The Nauruans had become diabetic only recently, when they suddenly (and briefly, as it turned out) became the richest people per capita in the world, thanks to the phosphate rock in which their tiny island was covered. From a life of subsistence on fish and coconuts they went straight to being millionaires. They abandoned their traditional diet and started to eat, on average, 7000 calories per day. Not surprisingly they were enormously fat. They liked sweet drinks and consumed Fanta by the case-load. For those who liked alcohol as well there was Château Yquem. They were unique in the world in being both rich and having a short life expectancy.

The Nauruans were, in a sense, pioneers of the diabetogenic diet.

Type II diabetes is now a threat to public health that dwarfs Ebola virus in scale, but kills slowly and undramatically, rather by stealth than by coups de théâtre. No one ever walked around in spacesuits because there was a Type II diabetic on the ward.

The Nauruans (and the Pima Indians of Alaska) were almost certainly susceptible genetically to the disease, which did not affect them until they adopted their horrible diet. But, to a lesser extent admittedly, what happened to them has happened everywhere, particularly in the U.S. and Britain, where patterns of consumption bear some slight resemblance to those of the Nauruans.

A paper in a recent edition of the British Medical Journal draws attention to the connection, statistical but probably causal as well, between the consumption of sweetened drinks and the prevalence of Type II diabetes. The authors performed a meta-analysis of the results of all the papers on the connection between sweetened drinks and the development of Type II diabetes that in their view were methodologically more or less sound. They tried to distinguish between the effects of the drinks themselves and obesity: obese people drink more sweetened drinks than do lean, and sweetened drinks cause obesity, and obesity causes diabetes, sweet drinks or no.
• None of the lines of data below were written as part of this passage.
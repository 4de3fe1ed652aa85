//! Application state structures
//!
//! Per-view navigation state lives here, separate from the resource data it
//! points into. Parent selections in drill-down views are stored by key and
//! re-resolved against every refreshed collection.

use crate::docker::ClientError;
use crate::models::{
    ComposeProject, ComposeService, Container, ContainerSpec, ContainerStats, EnvVar, Group, Image,
    LogEntry, Network, Volume, env_to_strings, parse_env,
};
use crate::runtime::{Subscription, SubscriptionId};
use crossterm::event::{KeyCode, KeyEvent};
use std::collections::{HashSet, VecDeque};
use tokio_util::sync::CancellationToken;

/// View types for the application
#[derive(Clone, Copy, PartialEq, Eq, Debug, Hash)]
pub enum ViewKind {
    Containers,
    Images,
    Groups,
    Volumes,
    Compose,
    Networks,
    About,
    Logs,
    Stats,
    EnvVars,
}

impl ViewKind {
    /// Views reachable with tab / shift+tab, in order
    pub const CYCLE: [ViewKind; 7] = [
        ViewKind::Containers,
        ViewKind::Images,
        ViewKind::Groups,
        ViewKind::Volumes,
        ViewKind::Compose,
        ViewKind::Networks,
        ViewKind::About,
    ];

    pub fn title(self) -> &'static str {
        match self {
            ViewKind::Containers => "Containers",
            ViewKind::Images => "Images",
            ViewKind::Groups => "Groups",
            ViewKind::Volumes => "Volumes",
            ViewKind::Compose => "Compose",
            ViewKind::Networks => "Networks",
            ViewKind::About => "About",
            ViewKind::Logs => "Logs",
            ViewKind::Stats => "Stats",
            ViewKind::EnvVars => "Environment",
        }
    }

    pub fn from_hotkey(c: char) -> Option<Self> {
        let index = c.to_digit(10)? as usize;
        index
            .checked_sub(1)
            .and_then(|i| Self::CYCLE.get(i).copied())
    }

    fn cycle_index(self) -> Option<usize> {
        Self::CYCLE.iter().position(|v| *v == self)
    }

    /// Whether this view takes part in tab cycling
    pub fn is_main(self) -> bool {
        self.cycle_index().is_some()
    }

    pub fn next(self) -> Self {
        match self.cycle_index() {
            Some(i) => Self::CYCLE[(i + 1) % Self::CYCLE.len()],
            None => self,
        }
    }

    pub fn prev(self) -> Self {
        match self.cycle_index() {
            Some(i) => Self::CYCLE[(i + Self::CYCLE.len() - 1) % Self::CYCLE.len()],
            None => self,
        }
    }
}
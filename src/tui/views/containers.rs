//! Container table, shared by every view that lists containers

use crate::models::Container;
use crate::tui::app::state::{ListState, Resources};
use crate::tui::theme::Theme;
use crate::tui::views::helpers::{list_title, render_empty_state, render_table, truncate_message};
use ratatui::{
    Frame,
    layout::{Constraint, Rect},
    text::Span,
    widgets::{Cell, Row},
};

const HEADER: [&str; 6] = ["NAME", "IMAGE", "STATE", "STATUS", "PORTS", "ID"];

fn widths() -> [Constraint; 6] {
    [
        Constraint::Percentage(22),
        Constraint::Percentage(22),
        Constraint::Length(10),
        Constraint::Percentage(18),
        Constraint::Percentage(20),
        Constraint::Length(12),
    ]
}

pub fn container_row(container: &Container, theme: &Theme) -> Row<'static> {
    Row::new(vec![
        Cell::from(container.name.clone()),
        Cell::from(truncate_message(&container.image, 40)),
        Cell::from(Span::styled(
            container.state.clone(),
            theme.container_state_style(&container.state),
        )),
        Cell::from(container.status.clone()),
        Cell::from(truncate_message(&container.ports_display(), 40)),
        Cell::from(container.short_id().to_string()),
    ])
}

/// Render `containers` (already filtered) as a selectable table
pub fn render_container_table(
    f: &mut Frame,
    area: Rect,
    title: &str,
    containers: &[&Container],
    list: &mut ListState,
    empty_hint: &str,
    theme: &Theme,
) {
    if containers.is_empty() {
        render_empty_state(f, area, title, "No containers", empty_hint, theme);
        return;
    }
    let rows = containers.iter().map(|c| container_row(c, theme)).collect();
    render_table(f, area, title, &HEADER, &widths(), rows, list, theme);
}

pub fn render_containers(f: &mut Frame, area: Rect, resources: &Resources, list: &mut ListState, theme: &Theme) {
    let containers = list.visible(&resources.containers, |c| {
        format!("{} {} {}", c.name, c.image, c.state)
    });
    let title = list_title("Containers", containers.len(), list);
    render_container_table(
        f,
        area,
        &title,
        &containers,
        list,
        "No containers found. Start one with docker run",
        theme,
    );
}
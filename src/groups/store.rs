//! JSON-backed group store
//!
//! Every mutation is a read-modify-write under a single write lock and is
//! persisted before the call returns. Saves go through a temp file and keep
//! the previous document as `<file>.bak`.

use crate::models::{Group, GroupConfig, group_color};
use chrono::Utc;
use std::collections::HashSet;
use std::path::{Path, PathBuf};
use std::sync::RwLock;
use thiserror::Error;

pub const GROUPS_FILE: &str = "groups.json";

#[derive(Debug, Error)]
pub enum GroupStoreError {
    #[error("group not found: {0}")]
    NotFound(String),

    #[error("failed to access {}: {source}", path.display())]
    Io {
        path: PathBuf,
        #[source]
        source: std::io::Error,
    },

    #[error("failed to parse {}: {source}", path.display())]
    Parse {
        path: PathBuf,
        #[source]
        source: serde_json::Error,
    },

    #[error("group store lock poisoned")]
    Poisoned,
}

type Result<T> = std::result::Result<T, GroupStoreError>;

#[derive(Debug)]
pub struct GroupStore {
    path: PathBuf,
    config: RwLock<GroupConfig>,
}

impl GroupStore {
    /// Open the store at `path`, loading an empty document when the file
    /// does not exist yet
    pub fn open(path: impl Into<PathBuf>) -> Result<Self> {
        let path = path.into();
        let config = load(&path)?;
        tracing::debug!(path = %path.display(), groups = config.groups.len(), "opened group store");
        Ok(Self {
            path,
            config: RwLock::new(config),
        })
    }

    /// Open `groups.json` inside a config directory
    pub fn open_in(dir: &Path) -> Result<Self> {
        Self::open(dir.join(GROUPS_FILE))
    }

    pub fn path(&self) -> &Path {
        &self.path
    }

    pub fn list(&self) -> Result<Vec<Group>> {
        let config = self.config.read().map_err(|_| GroupStoreError::Poisoned)?;
        Ok(config.groups.clone())
    }

    pub fn get(&self, id: &str) -> Result<Group> {
        let config = self.config.read().map_err(|_| GroupStoreError::Poisoned)?;
        config
            .find(id)
            .cloned()
            .ok_or_else(|| GroupStoreError::NotFound(id.to_string()))
    }

    pub fn create(&self, name: &str, description: &str, members: Vec<String>) -> Result<Group> {
        self.mutate(|config| {
            let now = Utc::now();
            let group = Group {
                id: uuid::Uuid::new_v4().to_string(),
                name: name.to_string(),
                description: description.to_string(),
                container_ids: members,
                created: now,
                modified: now,
                color: group_color(config.groups.len()).to_string(),
            };
            config.groups.push(group.clone());
            Ok(group)
        })
    }

    /// Replace name, description, members and color of an existing group
    pub fn update(&self, group: &Group) -> Result<Group> {
        self.mutate(|config| {
            let existing = config
                .find_mut(&group.id)
                .ok_or_else(|| GroupStoreError::NotFound(group.id.clone()))?;
            existing.name = group.name.clone();
            existing.description = group.description.clone();
            existing.container_ids = group.container_ids.clone();
            existing.color = group.color.clone();
            existing.modified = Utc::now();
            Ok(existing.clone())
        })
    }

    pub fn delete(&self, id: &str) -> Result<()> {
        self.mutate(|config| {
            let before = config.groups.len();
            config.groups.retain(|g| g.id != id);
            if config.groups.len() == before {
                return Err(GroupStoreError::NotFound(id.to_string()));
            }
            Ok(())
        })
    }

    /// Adding an existing member is a no-op
    pub fn add_member(&self, group_id: &str, container_id: &str) -> Result<()> {
        self.mutate(|config| {
            let group = config
                .find_mut(group_id)
                .ok_or_else(|| GroupStoreError::NotFound(group_id.to_string()))?;
            if !group.contains(container_id) {
                group.container_ids.push(container_id.to_string());
                group.modified = Utc::now();
            }
            Ok(())
        })
    }

    pub fn remove_member(&self, group_id: &str, container_id: &str) -> Result<()> {
        self.mutate(|config| {
            let group = config
                .find_mut(group_id)
                .ok_or_else(|| GroupStoreError::NotFound(group_id.to_string()))?;
            group.container_ids.retain(|id| id != container_id);
            group.modified = Utc::now();
            Ok(())
        })
    }

    /// Swap a container id in every group, used after a recreate.
    /// Returns the number of groups touched.
    pub fn replace_member(&self, old_id: &str, new_id: &str) -> Result<usize> {
        self.mutate(|config| {
            let now = Utc::now();
            let mut touched = 0;
            for group in &mut config.groups {
                let mut changed = false;
                for id in &mut group.container_ids {
                    if id == old_id {
                        *id = new_id.to_string();
                        changed = true;
                    }
                }
                if changed {
                    let mut seen = HashSet::new();
                    group.container_ids.retain(|id| seen.insert(id.clone()));
                    group.modified = now;
                    touched += 1;
                }
            }
            Ok(touched)
        })
    }

    /// Drop a container id from every group, used after a delete.
    /// Returns the number of groups touched.
    pub fn remove_member_everywhere(&self, container_id: &str) -> Result<usize> {
        self.mutate(|config| {
            let now = Utc::now();
            let mut touched = 0;
            for group in &mut config.groups {
                let before = group.container_ids.len();
                group.container_ids.retain(|id| id != container_id);
                if group.container_ids.len() != before {
                    group.modified = now;
                    touched += 1;
                }
            }
            Ok(touched)
        })
    }

    /// Apply `f` to a copy of the document and persist it; the in-memory
    /// document only changes when both `f` and the save succeed
    fn mutate<T>(&self, f: impl FnOnce(&mut GroupConfig) -> Result<T>) -> Result<T> {
        let mut guard = self.config.write().map_err(|_| GroupStoreError::Poisoned)?;
        let mut next = guard.clone();
        let value = f(&mut next)?;
        next.last_modified = Utc::now();
        save(&self.path, &next)?;
        *guard = next;
        Ok(value)
    }
}

fn io_error(path: &Path) -> impl FnOnce(std::io::Error) -> GroupStoreError + '_ {
    move |source| GroupStoreError::Io {
        path: path.to_path_buf(),
        source,
    }
}

fn load(path: &Path) -> Result<GroupConfig> {
    if !path.exists() {
        return Ok(GroupConfig::default());
    }
    let contents = std::fs::read_to_string(path).map_err(io_error(path))?;
    if contents.trim().is_empty() {
        return Ok(GroupConfig::default());
    }
    serde_json::from_str(&contents).map_err(|source| GroupStoreError::Parse {
        path: path.to_path_buf(),
        source,
    })
}

fn sibling(path: &Path, suffix: &str) -> PathBuf {
    let mut name = path.file_name().unwrap_or_default().to_os_string();
    name.push(suffix);
    path.with_file_name(name)
}

fn save(path: &Path, config: &GroupConfig) -> Result<()> {
    if let Some(parent) = path.parent() {
        crate::config::paths::ensure_dir(parent).map_err(io_error(parent))?;
    }

    let json = serde_json::to_string_pretty(config).map_err(|source| GroupStoreError::Parse {
        path: path.to_path_buf(),
        source,
    })?;

    let tmp = sibling(path, ".tmp");
    std::fs::write(&tmp, json).map_err(io_error(&tmp))?;

    if path.exists() {
        let backup = sibling(path, ".bak");
        std::fs::rename(path, &backup).map_err(io_error(&backup))?;
    }
    std::fs::rename(&tmp, path).map_err(io_error(path))?;
    Ok(())
}
//! Tests for command scheduling and stream subscriptions

mod common;

use common::{FakeClient, container};
use dockhand::docker::{ClientError, stream_channels};
use dockhand::models::ContainerSpec;
use dockhand::runtime::{Command, Scheduler, Subscription, SubscriptionId, SubscriptionIds};
use dockhand::services::{RecreateOutcome, RecreateStep, recreate};
use std::sync::Arc;
use std::time::Duration;
use tokio::sync::mpsc;
use tokio::time::Instant;
use tokio_util::sync::CancellationToken;

#[derive(Debug, PartialEq)]
enum TestEvent {
    Item(SubscriptionId, u32),
    Failed(SubscriptionId, String),
}

fn open(rx: dockhand::docker::StreamChannels<u32>, token: CancellationToken) -> Subscription<u32> {
    Subscription::open(SubscriptionIds::default().next(), rx, token)
}

fn next(sub: &Subscription<u32>) -> Command<TestEvent> {
    sub.next_command(TestEvent::Item, |id, err| {
        TestEvent::Failed(id, err.to_string())
    })
}

#[tokio::test]
async fn test_each_command_delivers_one_item() {
    let (tx, rx) = stream_channels::<u32>(8);
    let sub = open(rx, CancellationToken::new());
    for n in 0..3 {
        tx.data.send(n).await.unwrap();
    }

    assert_eq!(next(&sub).run().await, Some(TestEvent::Item(sub.id(), 0)));
    assert_eq!(next(&sub).run().await, Some(TestEvent::Item(sub.id(), 1)));
    assert_eq!(next(&sub).run().await, Some(TestEvent::Item(sub.id(), 2)));
}

#[tokio::test]
async fn test_cancel_stops_delivery_even_with_buffered_data() {
    let (tx, rx) = stream_channels::<u32>(8);
    let sub = open(rx, CancellationToken::new());
    tx.data.send(1).await.unwrap();
    tx.data.send(2).await.unwrap();

    sub.cancel();
    assert!(sub.is_cancelled());
    assert_eq!(next(&sub).run().await, None);
}

#[tokio::test]
async fn test_cancel_wakes_a_pending_receive() {
    let (_tx, rx) = stream_channels::<u32>(8);
    let sub = open(rx, CancellationToken::new());
    let pending = tokio::spawn(next(&sub).run());

    tokio::time::sleep(Duration::from_millis(20)).await;
    sub.cancel();

    let result = tokio::time::timeout(Duration::from_secs(1), pending)
        .await
        .expect("receive should return after cancel")
        .unwrap();
    assert_eq!(result, None);
}

#[tokio::test]
async fn test_error_is_mapped_with_subscription_id() {
    let (tx, rx) = stream_channels::<u32>(8);
    let sub = open(rx, CancellationToken::new());
    tx.errors
        .send(ClientError::Stream("daemon went away".into()))
        .await
        .unwrap();

    assert_eq!(
        next(&sub).run().await,
        Some(TestEvent::Failed(
            sub.id(),
            "stream error: daemon went away".to_string()
        ))
    );
}

#[tokio::test]
async fn test_parent_token_cancels_child_subscription() {
    let parent = CancellationToken::new();
    let (tx, rx) = stream_channels::<u32>(8);
    let sub = open(rx, parent.child_token());
    tx.data.send(7).await.unwrap();

    parent.cancel();
    assert!(sub.is_cancelled());
    assert_eq!(next(&sub).run().await, None);
}

#[test]
fn test_subscription_ids_are_unique() {
    let mut ids = SubscriptionIds::default();
    let a = ids.next();
    let b = ids.next();
    assert_ne!(a, b);
    assert!(a.to_string().starts_with("sub-"));
}

#[tokio::test]
async fn test_scheduler_forwards_events_in_completion_order() {
    let (tx, mut rx) = mpsc::unbounded_channel();
    let scheduler = Scheduler::new(tx);
    scheduler.spawn(Command::after("slow", Duration::from_millis(50), "slow"));
    scheduler.spawn(Command::ready("fast", "fast"));

    assert_eq!(rx.recv().await, Some("fast"));
    assert_eq!(rx.recv().await, Some("slow"));
    scheduler.shutdown().await;
}

#[tokio::test]
async fn test_scheduler_shutdown_drops_unfinished_commands() {
    let (tx, mut rx) = mpsc::unbounded_channel();
    let scheduler = Scheduler::new(tx);
    scheduler.spawn(Command::after("never", Duration::from_secs(60), 1u32));
    assert_eq!(scheduler.in_flight(), 1);

    tokio::time::timeout(Duration::from_secs(1), scheduler.shutdown())
        .await
        .expect("shutdown should not wait for cancelled work");
    assert_eq!(scheduler.in_flight(), 0);
    drop(scheduler);
    assert_eq!(rx.recv().await, None);
}

#[tokio::test(start_paused = true)]
async fn test_scheduler_shutdown_lets_recreate_finish() {
    let client = Arc::new(FakeClient::with_containers(vec![container(
        "old",
        "api",
        "running",
    )]));
    client.hang("api");
    let spec = ContainerSpec {
        name: "api".into(),
        image: "api:2".into(),
        ..Default::default()
    };

    let (tx, mut rx) = mpsc::unbounded_channel::<RecreateOutcome>();
    let scheduler = Scheduler::new(tx);
    let worker = Arc::clone(&client);
    scheduler.spawn(
        Command::new("recreate container", async move {
            let deadline = Instant::now() + Duration::from_secs(30);
            Some(recreate(&*worker, "old", &spec, deadline, Duration::from_secs(1)).await)
        })
        .to_completion(),
    );
    tokio::task::yield_now().await;

    tokio::time::timeout(Duration::from_secs(60), scheduler.shutdown())
        .await
        .expect("recreate is bounded by its own deadline");

    let outcome = rx.recv().await.expect("outcome is delivered after shutdown");
    assert_eq!(client.calls(), vec!["stop old", "remove old", "create api"]);
    assert_eq!(outcome.new_id, None);
    assert_eq!(outcome.result.unwrap_err().step, RecreateStep::Creating);
    drop(scheduler);
    assert!(rx.recv().await.is_none());
}
//! Events and keyboard routing
//!
//! A keystroke goes to exactly one consumer, in this order: the open modal,
//! the text input of the current view (filter prompt or env row editor), the
//! global keymap, and finally the current view's own handler.

use super::core::App;
use super::modal::{FormField, ModalOutcome, ModalState, PendingAction};
use super::state::{ComposeLevel, Refresh, Tab, ViewKind};
use crate::docker::ClientError;
use crate::groups::GroupStoreError;
use crate::models::{
    ComposeProject, Container, ContainerSpec, ContainerStats, Group, Image, LogEntry, Network,
    Volume,
};
use crate::runtime::{Command, Subscription, SubscriptionId};
use crate::services::RecreateOutcome;
use crossterm::event::{KeyCode, KeyEvent, KeyModifiers};

/// Everything the reducer reacts to
#[derive(Debug)]
pub enum Event {
    Input(KeyEvent),
    Resize(u16, u16),
    RefreshTick,
    ClearStatus {
        generation: u64,
    },

    ContainersLoaded(Result<Vec<Container>, ClientError>),
    ImagesLoaded(Result<Vec<Image>, ClientError>),
    VolumesLoaded(Result<Vec<Volume>, ClientError>),
    NetworksLoaded(Result<Vec<Network>, ClientError>),
    ComposeLoaded(Result<Vec<ComposeProject>, ClientError>),
    GroupsLoaded(Result<Vec<Group>, GroupStoreError>),

    /// A mutation finished; the message becomes the banner
    OperationFinished {
        result: Result<String, String>,
        refresh: Vec<Refresh>,
    },
    ContainerConfigLoaded {
        id: String,
        result: Result<ContainerSpec, ClientError>,
    },
    Recreated {
        old_id: String,
        name: String,
        outcome: RecreateOutcome,
    },

    /// A requested stream's channels exist; the view may attach it
    LogStreamOpened(Subscription<LogEntry>),
    StatsStreamOpened(Subscription<ContainerStats>),
    LogLine {
        subscription: SubscriptionId,
        entry: LogEntry,
    },
    StatsSample {
        subscription: SubscriptionId,
        stats: ContainerStats,
    },
    StreamFailed {
        subscription: SubscriptionId,
        error: ClientError,
    },
}

type Commands = Vec<Command<Event>>;

fn is_ctrl(key: &KeyEvent, c: char) -> bool {
    key.modifiers.contains(KeyModifiers::CONTROL) && key.code == KeyCode::Char(c)
}
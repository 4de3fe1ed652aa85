//! Concurrent fan-out over a fixed set of containers

use crate::docker::ClientError;
use crate::models::short_id;
use std::fmt;
use std::future::Future;
use thiserror::Error;
use tokio::task::JoinSet;
use tokio::time::Instant;

/// Per-id results of a batch run, in input order
#[derive(Debug, Clone, Default, PartialEq, Eq)]
pub struct BatchReport {
    pub succeeded: Vec<String>,
    pub failed: Vec<(String, String)>,
}

impl BatchReport {
    pub fn total(&self) -> usize {
        self.succeeded.len() + self.failed.len()
    }

    pub fn is_success(&self) -> bool {
        self.failed.is_empty()
    }

    pub fn into_result(self) -> Result<BatchReport, BatchError> {
        if self.failed.is_empty() {
            Ok(self)
        } else {
            Err(BatchError {
                failures: self.failed,
            })
        }
    }
}

/// Every failing id with its cause
#[derive(Debug, Clone, PartialEq, Eq, Error)]
pub struct BatchError {
    pub failures: Vec<(String, String)>,
}

impl BatchError {
    pub fn failed_ids(&self) -> Vec<&str> {
        self.failures.iter().map(|(id, _)| id.as_str()).collect()
    }
}

impl fmt::Display for BatchError {
    fn fmt(&self, f: &mut fmt::Formatter<'_>) -> fmt::Result {
        let parts: Vec<String> = self
            .failures
            .iter()
            .map(|(id, cause)| format!("{}: {}", short_id(id), cause))
            .collect();
        write!(f, "group operation failed: [{}]", parts.join(", "))
    }
}

/// Run `op` once per id, all concurrently, and wait for every one.
///
/// Each task is bounded by the shared `deadline`; a failure never cancels
/// the others. Dropping the returned future aborts the tasks still running.
pub async fn run_batch<F, Fut>(ids: Vec<String>, deadline: Instant, op: F) -> BatchReport
where
    F: Fn(String) -> Fut,
    Fut: Future<Output = Result<(), ClientError>> + Send + 'static,
{
    let budget = deadline.saturating_duration_since(Instant::now());
    let mut tasks = JoinSet::new();

    for (index, id) in ids.iter().enumerate() {
        let fut = op(id.clone());
        tasks.spawn(async move {
            let result = match tokio::time::timeout_at(deadline, fut).await {
                Ok(result) => result.map_err(|e| e.to_string()),
                Err(_) => Err(ClientError::timeout("batch operation", budget).to_string()),
            };
            (index, result)
        });
    }

    let mut results: Vec<Option<Result<(), String>>> = vec![None; ids.len()];
    while let Some(joined) = tasks.join_next().await {
        match joined {
            Ok((index, result)) => results[index] = Some(result),
            Err(e) => tracing::error!("batch task failed to join: {}", e),
        }
    }

    let mut report = BatchReport::default();
    for (id, result) in ids.into_iter().zip(results) {
        match result {
            Some(Ok(())) => report.succeeded.push(id),
            Some(Err(cause)) => report.failed.push((id, cause)),
            None => report.failed.push((id, "task aborted".to_string())),
        }
    }

    tracing::info!(
        succeeded = report.succeeded.len(),
        failed = report.failed.len(),
        "batch finished"
    );
    report
}

#[cfg(test)]
mod tests {
    use super::*;
    use std::time::Duration;

    #[tokio::test]
    async fn test_empty_batch_succeeds() {
        let report = run_batch(vec![], Instant::now() + Duration::from_secs(1), |_| async {
            Ok(())
        })
        .await;
        assert_eq!(report.total(), 0);
        assert!(report.into_result().is_ok());
    }

    #[tokio::test(start_paused = true)]
    async fn test_deadline_bounds_slow_tasks() {
        let ids = vec!["fast".to_string(), "slow".to_string()];
        let report = run_batch(ids, Instant::now() + Duration::from_secs(5), |id| async move {
            if id == "slow" {
                tokio::time::sleep(Duration::from_secs(60)).await;
            }
            Ok(())
        })
        .await;

        assert_eq!(report.succeeded, vec!["fast"]);
        let err = report.into_result().unwrap_err();
        insta::assert_snapshot!(err.to_string(), @"group operation failed: [slow: batch operation timed out after 5s]");
    }

    #[test]
    fn test_error_uses_short_ids() {
        let err = BatchError {
            failures: vec![
                ("0123456789abcdef".to_string(), "boom".to_string()),
                ("b".to_string(), "gone".to_string()),
            ],
        };
        insta::assert_snapshot!(err.to_string(), @"group operation failed: [0123456789ab: boom, b: gone]");
    }
}
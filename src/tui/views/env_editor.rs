//! Environment variable editor

use crate::tui::app::state::{EnvField, EnvState};
use crate::tui::theme::Theme;
use crate::tui::views::helpers::{create_themed_block, list_title, render_table, truncate_message};
use ratatui::{
    Frame,
    layout::{Constraint, Direction, Layout, Rect},
    style::{Modifier, Style},
    text::{Line, Span},
    widgets::{Cell, Paragraph, Row},
};

pub fn render_env_editor(f: &mut Frame, area: Rect, env: &mut EnvState, theme: &Theme) {
    let (table_area, edit_area) = if env.is_editing() {
        let chunks = Layout::default()
            .direction(Direction::Vertical)
            .constraints([Constraint::Min(3), Constraint::Length(4)])
            .split(area);
        (chunks[0], Some(chunks[1]))
    } else {
        (area, None)
    };

    let marker = if env.modified { " *" } else { "" };
    let rows: Vec<Row<'static>> = env
        .visible()
        .into_iter()
        .map(|var| {
            Row::new(vec![
                Cell::from(Span::styled(
                    var.key.clone(),
                    Style::default().fg(theme.text_label),
                )),
                Cell::from(truncate_message(&var.value, 120)),
            ])
        })
        .collect();
    let title = list_title(
        &format!("Environment: {}{}", env.container_name, marker),
        rows.len(),
        &env.list,
    );
    let widths = [Constraint::Percentage(30), Constraint::Percentage(70)];
    render_table(
        f,
        table_area,
        &title,
        &["KEY", "VALUE"],
        &widths,
        rows,
        &mut env.list,
        theme,
    );

    if let (Some(area), Some(edit)) = (edit_area, env.editing.as_ref()) {
        let field = |label: &'static str, value: &str, focused: bool| {
            let style = if focused {
                Style::default()
                    .fg(theme.input_focused)
                    .add_modifier(Modifier::BOLD)
            } else {
                Style::default().fg(theme.text_label)
            };
            let cursor = if focused { "_" } else { "" };
            Line::from(vec![
                Span::styled(label, style),
                Span::styled(
                    format!("{}{}", value, cursor),
                    Style::default().fg(theme.text_value),
                ),
            ])
        };
        let heading = if edit.index.is_some() {
            "Edit variable (Tab switch, Enter save, Esc cancel)"
        } else {
            "New variable (Tab switch, Enter save, Esc cancel)"
        };
        let lines = vec![
            field("Key:   ", &edit.key, edit.focus == EnvField::Key),
            field("Value: ", &edit.value, edit.focus == EnvField::Value),
        ];
        f.render_widget(
            Paragraph::new(lines).block(create_themed_block(heading, theme)),
            area,
        );
    }
}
As is usually the case in such papers, the validity of the conclusions depends importantly on the validity of the statistical methods used, and not one doctor in a thousand is competent to judge them. I am certainly not, but a few things occurred to me, for example that all the papers they reviewed were subject to what is known as recall bias. Patients with diabetes were compared to controls and asked about their past consumption of sweetened drinks. Since the notion that sweetened drinks cause diabetes has entered popular consciousness, it may be that those with diabetes exaggerate their consumption while those without minimize theirs. And the authors use a strange term – “excess diabetes events” – as the endpoint to be measured without explaining what this strange locution means.

After putting the data through the numerical meat-mincer, the authors conclude that sweetened drinks are associated with Type II diabetes, even in the absence of obesity. They come to the conclusion that 1,800,000 “excess diabetes events” are attributable to the consumption of sweetened drinks, and also, in a separate analysis, that artificial-sweetened drinks and fruit juices are not suitable or beneficial substitutes.

I have to admit that I welcomed the authors’ conclusions, but for entirely extra-medical reasons. Sweetened drinks seem to me to be an aesthetic abomination, and their consumption consequent upon a mass outbreak of childishness. I want people to suffer ill-effects from their bad taste, and therefore I believe the conclusions to this paper to be true.